Trust No Bot: Discovering Personal Disclosures in Human-LLM Conversations in the Wild

TL;DR

This paper analyzes real user interactions with GPT chatbots to identify personal disclosures, revealing unexpected contexts and limitations of PII detection, highlighting privacy risks and the need for better moderation mechanisms.

Contribution

It provides a detailed taxonomy of disclosure contexts and demonstrates the inadequacy of PII detection alone in capturing sensitive topics in human-LLM conversations.

Findings

PII appears unexpectedly in translation and code editing contexts

PII detection alone cannot identify all sensitive topics

High disclosure rates pose privacy risks in human-LLM interactions

Abstract

Measuring personal disclosures made in human-chatbot interactions can provide a better understanding of users' AI literacy and facilitate privacy research for large language models (LLMs).
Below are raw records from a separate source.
impl Deserializer {
    /// Creates a deserializer seeded with default field values.
    pub fn new(defaults: Vec<(&'static str, FormValue)>, options: &DeserializeOptions) -> Self {
        Deserializer {
            fields: defaults.into_iter().collect(),
            enum_handling: options.enum_handling,
        }
    }

    /// Applies every pair of `input` that names a field in `table`.
    ///
    /// Pairs without a value and pairs naming no field are skipped.
    ///
    /// # Errors
    ///
    /// Returns a format error when a field's converter rejects its value.
    pub fn populate(
        &mut self,
        input: &str,
        table: &FieldTable,
        options: &DeserializeOptions,
    ) -> Result<()> {
        let mut segments = 0usize;
        let mut applied = 0usize;

        for segment in input.split('&') {
            segments += 1;
            let pair = WirePair::parse(segment, table, options);

            if !pair.has_value() {
                trace!(segment, "pair has no value, skipping");
                continue;
            }

            let Some(descriptor) = table.get(pair.name()) else {
                trace!(name = pair.name(), "no matching field, skipping");
                continue;
            };

            if descriptor.is_ignored() {
                continue;
            }

            let value = match descriptor.converter() {
                Some(converter) => converter
                    .from_form_string(pair.value())
                    .map_err(|e| e.for_field(descriptor.native_name(), pair.value()))?,
                None if descriptor.is_sequence() => FormValue::Sequence(split_sequence(pair.value())),
                None => FormValue::String(pair.value().to_string()),
            };

            self.fields.insert(descriptor.native_name(), value);
            applied += 1;
        }

        debug!(segments, applied, "parsed form data");
        Ok(())
    }
}

fn split_sequence(text: &str) -> Vec<FormValue> {
    if text.is_empty() {
        return Vec::new();
    }
    text.split(',')
        .map(|item| FormValue::String(item.to_string()))
        .collect()
}

impl<'de> de::Deserializer<'de> for Deserializer {
    type Error = Error;

    fn deserialize_any<V>(self, visitor: V) -> Result<V::Value>
    where
        V: de::Visitor<'de>,
    {
        visitor.visit_map(FieldMapAccess {
            iter: self.fields.into_iter(),
            pending: None,
            enum_handling: self.enum_handling,
        })
    }

    fn deserialize_unit_struct<V>(self, _name: &'static str, visitor: V) -> Result<V::Value>
    where
        V: de::Visitor<'de>,
    {
        visitor.visit_unit()
    }

    forward_to_deserialize_any! {
        bool i8 i16 i32 i64 i128 u8 u16 u32 u64 u128 f32 f64 char str string
        bytes byte_buf option unit newtype_struct seq tuple
        tuple_struct map struct enum identifier ignored_any
    }
}

struct FieldMapAccess {
    iter: indexmap::map::IntoIter<&'static str, FormValue>,
    pending: Option<(&'static str, FormValue)>,
    enum_handling: EnumHandling,
}

impl<'de> de::MapAccess<'de> for FieldMapAccess {
    type Error = Error;

    fn next_key_seed<K>(&mut self, seed: K) -> Result<Option<K::Value>>
    where
        K: de::DeserializeSeed<'de>,
    {
        match self.iter.next() {
            Some((name, value)) => {
                self.pending = Some((name, value));
                let key: de::value::StrDeserializer<'static, Error> = name.into_deserializer();
                seed.deserialize(key).map(Some)
            }
            None => Ok(None),
        }
    }

    fn next_value_seed<V>(&mut self, seed: V) -> Result<V::Value>
    where
        V: de::DeserializeSeed<'de>,
    {
        let (name, value) = self
            .pending
            .take()
            .ok_or_else(|| Error::custom("next_value_seed called before next_key_seed"))?;
        let raw = value.to_form_text(self.enum_handling);
        seed.deserialize(ValueDeserializer::new(value, self.enum_handling))
            .map_err(|e| e.for_field(name, &raw))
    }

    fn size_hint(&self) -> Option<usize> {
        match self.iter.size_hint() {
            (lower, Some(upper)) if lower == upper => Some(upper),
            _ => None,
        }
    }
}

struct ValueSeqAccess {
    iter: std::vec::IntoIter<FormValue>,
    enum_handling: EnumHandling,
}

impl ValueSeqAccess {
    fn new(items: Vec<FormValue>, enum_handling: EnumHandling) -> Self {
        ValueSeqAccess {
            iter: items.into_iter(),
            enum_handling,
        }
    }
}

impl<'de> de::SeqAccess<'de> for ValueSeqAccess {
    type Error = Error;

    fn next_element_seed<T>(&mut self, seed: T) -> Result<Option<T::Value>>
    where
        T: de::DeserializeSeed<'de>,
    {
        match self.iter.next() {
            Some(value) => seed
                .deserialize(ValueDeserializer::new(value, self.enum_handling))
                .map(Some),
            None => Ok(None),
        }
    }

    fn size_hint(&self) -> Option<usize> {
        match self.iter.size_hint() {
            (lower, Some(upper)) if lower == upper => Some(upper),
            _ => None,
        }
    }
}

/// Iterates the entries of a [`FormValue::Record`].
struct RecordAccess {
    iter: std::vec::IntoIter<(String, FormValue)>,
    pending: Option<FormValue>,
    enum_handling: EnumHandling,
}

impl RecordAccess {
    fn new(entries: Vec<(String, FormValue)>, enum_handling: EnumHandling) -> Self {
        RecordAccess {
            iter: entries.into_iter(),
            pending: None,
            enum_handling,
        }
    }
}

impl<'de> de::MapAccess<'de> for RecordAccess {
    type Error = Error;

    fn next_key_seed<K>(&mut self, seed: K) -> Result<Option<K::Value>>
    where
        K: de::DeserializeSeed<'de>,
    {
        match self.iter.next() {
            Some((key, value)) => {
                self.pending = Some(value);
                seed.deserialize(TextDeserializer::new(key, self.enum_handling))
                    .map(Some)
            }
            None => Ok(None),
        }
    }

    fn next_value_seed<V>(&mut self, seed: V) -> Result<V::Value>
    where
        V: de::DeserializeSeed<'de>,
    {
        let value = self
            .pending
            .take()
            .ok_or_else(|| Error::custom("next_value_seed called before next_key_seed"))?;
        seed.deserialize(ValueDeserializer::new(value, self.enum_handling))
    }

    fn size_hint(&self) -> Option<usize> {
        match self.iter.size_hint() {
            (lower, Some(upper)) if lower == upper => Some(upper),
            _ => None,
        }
    }
}

enum VariantKey {
    Name(String),
    Index(u32),
}

/// Enum access for a variant named by key, with its payload if it has one.
struct ValueEnumAccess {
    key: VariantKey,
    payload: Option<FormValue>,
    enum_handling: EnumHandling,
}

impl ValueEnumAccess {
    fn unit(key: VariantKey, enum_handling: EnumHandling) -> Self {
        ValueEnumAccess {
            key,
            payload: None,
            enum_handling,
        }
    }
}

impl<'de> de::EnumAccess<'de> for ValueEnumAccess {
    type Error = Error;
    type Variant = ValueVariantAccess;

    fn variant_seed<V>(self, seed: V) -> Result<(V::Value, Self::Variant)>
    where
        V: de::DeserializeSeed<'de>,
    {
        let variant = match self.key {
            VariantKey::Name(name) => {
                let key: de::value::StringDeserializer<Error> = name.into_deserializer();
                seed.deserialize(key)?
            }
            VariantKey::Index(index) => {
                let key: de::value::U32Deserializer<Error> = index.into_deserializer();
                seed.deserialize(key)?
            }
        };
        let access = ValueVariantAccess {
            payload: self.payload,
            enum_handling: self.enum_handling,
        };
        Ok((variant, access))
    }
}

struct ValueVariantAccess {
    payload: Option<FormValue>,
    enum_handling: EnumHandling,
}

impl ValueVariantAccess {
    fn payload(self, expected: &'static str) -> Result<ValueDeserializer> {
        match self.payload {
            Some(value) => Ok(ValueDeserializer::new(value, self.enum_handling)),
            None => Err(de::Error::invalid_type(Unexpected::UnitVariant, &expected)),
        }
    }
}

impl<'de> de::VariantAccess<'de> for ValueVariantAccess {
    type Error = Error;

    fn unit_variant(self) -> Result<()> {
        match self.payload {
            None | Some(FormValue::Null) => Ok(()),
            Some(_) => Err(de::Error::invalid_type(
                Unexpected::NewtypeVariant,
                &"unit variant",
            )),
        }
    }

    fn newtype_variant_seed<T>(self, seed: T) -> Result<T::Value>
    where
        T: de::DeserializeSeed<'de>,
    {
        seed.deserialize(self.payload("newtype variant")?)
    }

    fn tuple_variant<V>(self, _len: usize, visitor: V) -> Result<V::Value>
    where
        V: de::Visitor<'de>,
    {
        de::Deserializer::deserialize_seq(self.payload("tuple variant")?, visitor)
    }

    fn struct_variant<V>(self, _fields: &'static [&'static str], visitor: V) -> Result<V::Value>
    where
        V: de::Visitor<'de>,
    {
        de::Deserializer::deserialize_any(self.payload("struct variant")?, visitor)
    }
}

/// Deserializes a captured or converted [`FormValue`].
///
/// String values are wire text and are coerced by [`TextDeserializer`].
struct ValueDeserializer {
    value: FormValue,
    enum_handling: EnumHandling,
}

impl ValueDeserializer {
    fn new(value: FormValue, enum_handling: EnumHandling) -> Self {
        ValueDeserializer {
            value,
            enum_handling,
        }
    }
}
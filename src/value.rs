//! Dynamic representation of a single form field value.
//!
//! [`FormValue`] is what the encoder sees after capturing a record field
//! through serde, and what a [`ValueConverter`](crate::ValueConverter)
//! receives and returns. Flat shapes (scalars, unit enum variants and
//! sequences of those) are what the wire carries directly. Nested structs,
//! maps and data-carrying variants are captured too, as [`FormValue::Record`]
//! and [`FormValue::Variant`], so ignored fields and converter-bound fields
//! can hold them.
//!
//! ```rust
//! use serde_form::{EnumHandling, FormValue};
//!
//! let tags = FormValue::from(vec!["rust", "serde"]);
//! assert!(tags.is_sequence());
//! assert_eq!(tags.to_form_text(EnumHandling::Number), "rust,serde");
//!
//! let light = FormValue::Enum { index: 2, name: "Yellow".to_string() };
//! assert_eq!(light.to_form_text(EnumHandling::Number), "2");
//! assert_eq!(light.to_form_text(EnumHandling::Name), "Yellow");
//! ```

use crate::EnumHandling;
use std::fmt;

/// A dynamically-typed field value.
#[derive(Clone, Debug, PartialEq, Default)]
pub enum FormValue {
    /// `None` or `()`.
    #[default]
    Null,
    Bool(bool),
    Number(Number),
    Char(char),
    String(String),
    /// A multi-value field, written as a comma-joined list.
    Sequence(Vec<FormValue>),
    /// A unit enum variant with its declaration index and name.
    Enum { index: u32, name: String },
    /// A nested struct or map, as `(key, value)` entries in order.
    Record(Vec<(String, FormValue)>),
    /// An enum variant carrying data. Newtype variants hold their inner
    /// value, tuple variants a sequence and struct variants a record.
    Variant {
        index: u32,
        name: String,
        value: Box<FormValue>,
    },
}

/// A numeric field value.
///
/// # Examples
///
/// ```rust
/// use serde_form::Number;
///
/// assert_eq!(Number::Integer(-3).to_string(), "-3");
/// assert_eq!(Number::from_f32(0.1).to_string(), "0.1");
/// assert!(Number::Unsigned(0).is_zero());
/// ```
#[derive(Clone, Copy, Debug, PartialEq)]
pub enum Number {
    Integer(i64),
    Unsigned(u64),
    Float(f64),
}

impl Number {
    /// Widens an `f32` while keeping its shortest decimal representation,
    /// so `0.1f32` prints as `0.1` rather than `0.10000000149011612`.
    #[must_use]
    pub fn from_f32(v: f32) -> Self {
        let widened = v.to_string().parse::<f64>().unwrap_or(f64::from(v));
        Number::Float(widened)
    }

    #[must_use]
    pub fn is_zero(&self) -> bool {
        match *self {
            Number::Integer(i) => i == 0,
            Number::Unsigned(u) => u == 0,
            Number::Float(f) => f == 0.0,
        }
    }

    #[must_use]
    pub fn as_i64(&self) -> Option<i64> {
        match *self {
            Number::Integer(i) => Some(i),
            Number::Unsigned(u) => i64::try_from(u).ok(),
            Number::Float(_) => None,
        }
    }

    #[must_use]
    pub fn as_u64(&self) -> Option<u64> {
        match *self {
            Number::Integer(i) => u64::try_from(i).ok(),
            Number::Unsigned(u) => Some(u),
            Number::Float(_) => None,
        }
    }

    #[must_use]
    pub fn as_f64(&self) -> f64 {
        match *self {
            Number::Integer(i) => i as f64,
            Number::Unsigned(u) => u as f64,
            Number::Float(f) => f,
        }
    }
}

impl fmt::Display for Number {
    fn fmt(&self, f: &mut fmt::Formatter<'_>) -> fmt::Result {
        match self {
            Number::Integer(i) => write!(f, "{}", i),
            Number::Unsigned(u) => write!(f, "{}", u),
            Number::Float(x) => write!(f, "{}", x),
        }
    }
}

impl FormValue {
    #[must_use]
    pub fn is_null(&self) -> bool {
        matches!(self, FormValue::Null)
    }

    #[must_use]
    pub fn is_sequence(&self) -> bool {
        matches!(self, FormValue::Sequence(_))
    }

    #[must_use]
    pub fn is_enum(&self) -> bool {
        matches!(self, FormValue::Enum { .. })
    }

    /// Returns `true` for values the wire can carry without a converter.
    ///
    /// # Examples
    ///
    /// ```rust
    /// use serde_form::FormValue;
    ///
    /// assert!(FormValue::from(vec![1u8, 2]).is_flat());
    /// assert!(!FormValue::Record(vec![("r".to_string(), FormValue::from(1u8))]).is_flat());
    /// ```
    #[must_use]
    pub fn is_flat(&self) -> bool {
        match self {
            FormValue::Record(_) | FormValue::Variant { .. } => false,
            FormValue::Sequence(items) => items.iter().all(FormValue::is_flat),
            _ => true,
        }
    }

    #[must_use]
    pub fn as_str(&self) -> Option<&str> {
        match self {
            FormValue::String(s) => Some(s),
            _ => None,
        }
    }

    #[must_use]
    pub fn as_bool(&self) -> Option<bool> {
        match self {
            FormValue::Bool(b) => Some(*b),
            _ => None,
        }
    }

    #[must_use]
    pub fn as_number(&self) -> Option<&Number> {
        match self {
            FormValue::Number(n) => Some(n),
            _ => None,
        }
    }

    #[must_use]
    pub fn as_sequence(&self) -> Option<&[FormValue]> {
        match self {
            FormValue::Sequence(items) => Some(items),
            _ => None,
        }
    }

    #[must_use]
    pub fn as_record(&self) -> Option<&[(String, FormValue)]> {
        match self {
            FormValue::Record(entries) => Some(entries),
            _ => None,
        }
    }

    /// Looks up an entry of a record by key.
    #[must_use]
    pub fn get(&self, key: &str) -> Option<&FormValue> {
        self.as_record()?
            .iter()
            .find(|(k, _)| k == key)
            .map(|(_, v)| v)
    }

    /// Returns `true` when the value equals its type's zero value.
    ///
    /// # Examples
    ///
    /// ```rust
    /// use serde_form::FormValue;
    ///
    /// assert!(FormValue::Null.is_default());
    /// assert!(FormValue::from(0u8).is_default());
    /// assert!(FormValue::from('\0').is_default());
    /// assert!(FormValue::Enum { index: 0, name: "Red".into() }.is_default());
    /// assert!(!FormValue::from("x").is_default());
    /// ```
    #[must_use]
    pub fn is_default(&self) -> bool {
        match self {
            FormValue::Null => true,
            FormValue::Bool(b) => !b,
            FormValue::Number(n) => n.is_zero(),
            FormValue::Char(c) => *c == '\0',
            FormValue::String(s) => s.is_empty(),
            FormValue::Sequence(items) => items.is_empty(),
            FormValue::Enum { index, .. } => *index == 0,
            FormValue::Record(entries) => entries.iter().all(|(_, v)| v.is_default()),
            FormValue::Variant { .. } => false,
        }
    }

    /// Replaces an enum variant by its index when enums travel as numbers.
    #[must_use]
    pub fn with_enum_handling(self, handling: EnumHandling) -> Self {
        match (self, handling) {
            (FormValue::Enum { index, .. }, EnumHandling::Number) => {
                FormValue::Number(Number::Unsigned(u64::from(index)))
            }
            (FormValue::Sequence(items), handling) => FormValue::Sequence(
                items
                    .into_iter()
                    .map(|item| item.with_enum_handling(handling))
                    .collect(),
            ),
            (FormValue::Record(entries), handling) => FormValue::Record(
                entries
                    .into_iter()
                    .map(|(k, v)| (k, v.with_enum_handling(handling)))
                    .collect(),
            ),
            (FormValue::Variant { index, name, value }, handling) => FormValue::Variant {
                index,
                name,
                value: Box::new((*value).with_enum_handling(handling)),
            },
            (value, _) => value,
        }
    }

    /// Renders the value as unencoded wire text.
    ///
    /// Sequences and record values are joined with `,`; null renders as the
    /// empty string. A data-carrying variant renders its inner value.
    #[must_use]
    pub fn to_form_text(&self, handling: EnumHandling) -> String {
        let mut out = String::new();
        self.write_form_text(&mut out, handling);
        out
    }

    fn write_form_text(&self, out: &mut String, handling: EnumHandling) {
        match self {
            FormValue::Null => {}
            FormValue::Bool(b) => out.push_str(if *b { "true" } else { "false" }),
            FormValue::Number(n) => out.push_str(&n.to_string()),
            FormValue::Char(c) => out.push(*c),
            FormValue::String(s) => out.push_str(s),
            FormValue::Sequence(items) => {
                for (i, item) in items.iter().enumerate() {
                    if i > 0 {
                        out.push(',');
                    }
                    item.write_form_text(out, handling);
                }
            }
            FormValue::Record(entries) => {
                for (i, (_, item)) in entries.iter().enumerate() {
                    if i > 0 {
                        out.push(',');
                    }
                    item.write_form_text(out, handling);
                }
            }
            FormValue::Variant { value, .. } => value.write_form_text(out, handling),
            FormValue::Enum { index, name } => match handling {
                EnumHandling::Number => out.push_str(&index.to_string()),
                EnumHandling::Name => out.push_str(name),
            },
        }
    }
}

impl From<bool> for FormValue {
    fn from(v: bool) -> Self {
        FormValue::Bool(v)
    }
}

macro_rules! from_signed {
    ($($ty:ty)*) => {$(
        impl From<$ty> for FormValue {
            fn from(v: $ty) -> Self {
                FormValue::Number(Number::Integer(i64::from(v)))
            }
        }
    )*};
}

macro_rules! from_unsigned {
    ($($ty:ty)*) => {$(
        impl From<$ty> for FormValue {
            fn from(v: $ty) -> Self {
                FormValue::Number(Number::Unsigned(u64::from(v)))
            }
        }
    )*};
}

from_signed!(i8 i16 i32 i64);
from_unsigned!(u8 u16 u32 u64);

impl From<f32> for FormValue {
    fn from(v: f32) -> Self {
        FormValue::Number(Number::from_f32(v))
    }
}

impl From<f64> for FormValue {
    fn from(v: f64) -> Self {
        FormValue::Number(Number::Float(v))
    }
}

impl From<char> for FormValue {
    fn from(v: char) -> Self {
        FormValue::Char(v)
    }
}

impl From<&str> for FormValue {
    fn from(v: &str) -> Self {
        FormValue::String(v.to_string())
    }
}

impl From<String> for FormValue {
    fn from(v: String) -> Self {
        FormValue::String(v)
    }
}

impl<T: Into<FormValue>> From<Vec<T>> for FormValue {
    fn from(v: Vec<T>) -> Self {
        FormValue::Sequence(v.into_iter().map(Into::into).collect())
    }
}

impl<T: Into<FormValue>> From<Option<T>> for FormValue {
    fn from(v: Option<T>) -> Self {
        v.map_or(FormValue::Null, Into::into)
    }
}

#[cfg(test)]
mod tests {
    use super::*;

    #[test]
    fn test_form_text_scalars() {
        let handling = EnumHandling::Number;
        assert_eq!(FormValue::from(true).to_form_text(handling), "true");
        assert_eq!(FormValue::from(-7i32).to_form_text(handling), "-7");
        assert_eq!(FormValue::from(2000u64).to_form_text(handling), "2000");
        assert_eq!(FormValue::from(0.02f64).to_form_text(handling), "0.02");
        assert_eq!(FormValue::from(0.1f32).to_form_text(handling), "0.1");
        assert_eq!(FormValue::from('A').to_form_text(handling), "A");
        assert_eq!(FormValue::Null.to_form_text(handling), "");
    }

    #[test]
    fn test_form_text_sequence() {
        let value = FormValue::from(vec![1u8, 2, 3]);
        assert_eq!(value.to_form_text(EnumHandling::Number), "1,2,3");
        assert_eq!(
            FormValue::Sequence(vec![]).to_form_text(EnumHandling::Number),
            ""
        );
    }

    #[test]
    fn test_with_enum_handling() {
        let value = FormValue::Enum {
            index: 1,
            name: "Amber".to_string(),
        };
        assert_eq!(
            value.clone().with_enum_handling(EnumHandling::Number),
            FormValue::Number(Number::Unsigned(1))
        );
        assert_eq!(value.clone().with_enum_handling(EnumHandling::Name), value);
    }

    #[test]
    fn test_is_default() {
        assert!(FormValue::from(false).is_default());
        assert!(FormValue::from(0.0f64).is_default());
        assert!(FormValue::from("").is_default());
        assert!(FormValue::Sequence(vec![]).is_default());
        assert!(!FormValue::from(true).is_default());
        assert!(!FormValue::from(vec![0u8]).is_default());
        assert!(!FormValue::Enum {
            index: 1,
            name: "Amber".to_string()
        }
        .is_default());
    }

    #[test]
    fn test_record_values() {
        let record = FormValue::Record(vec![
            ("r".to_string(), FormValue::from(255u8)),
            ("g".to_string(), FormValue::from(0u8)),
        ]);
        assert!(!record.is_flat());
        assert!(!record.is_default());
        assert_eq!(record.get("r"), Some(&FormValue::from(255u8)));
        assert_eq!(record.get("b"), None);
        assert_eq!(record.to_form_text(EnumHandling::Number), "255,0");
        assert!(FormValue::Record(vec![("g".to_string(), FormValue::from(0u8))]).is_default());
        assert!(!FormValue::Sequence(vec![record]).is_flat());
    }

    #[test]
    fn test_number_accessors() {
        assert_eq!(Number::Integer(5).as_u64(), Some(5));
        assert_eq!(Number::Integer(-5).as_u64(), None);
        assert_eq!(Number::Unsigned(u64::MAX).as_i64(), None);
        assert_eq!(Number::Float(1.5).as_i64(), None);
        assert_eq!(Number::Unsigned(3).as_f64(), 3.0);
    }
}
We run an extensive, fine-grained analysis on the personal disclosures made by real users to commercial GPT models, investigating the leakage of personally identifiable and sensitive information. To understand the contexts in which users disclose to chatbots, we develop a taxonomy of tasks and sensitive topics, based on qualitative and quantitative analysis of naturally occurring conversations. We discuss these potential privacy harms and observe that: (1) personally identifiable information (PII) appears in unexpected contexts such as in translation or code editing (48% and 16% of the time, respectively) and (2) PII detection alone is insufficient to capture the sensitive topics that are common in human-chatbot interactions, such as detailed sexual preferences or specific drug use habits. We believe that these high disclosure rates are of significant importance for researchers and data curators, and we call for the design of appropriate nudging mechanisms to help users moderate their interactions.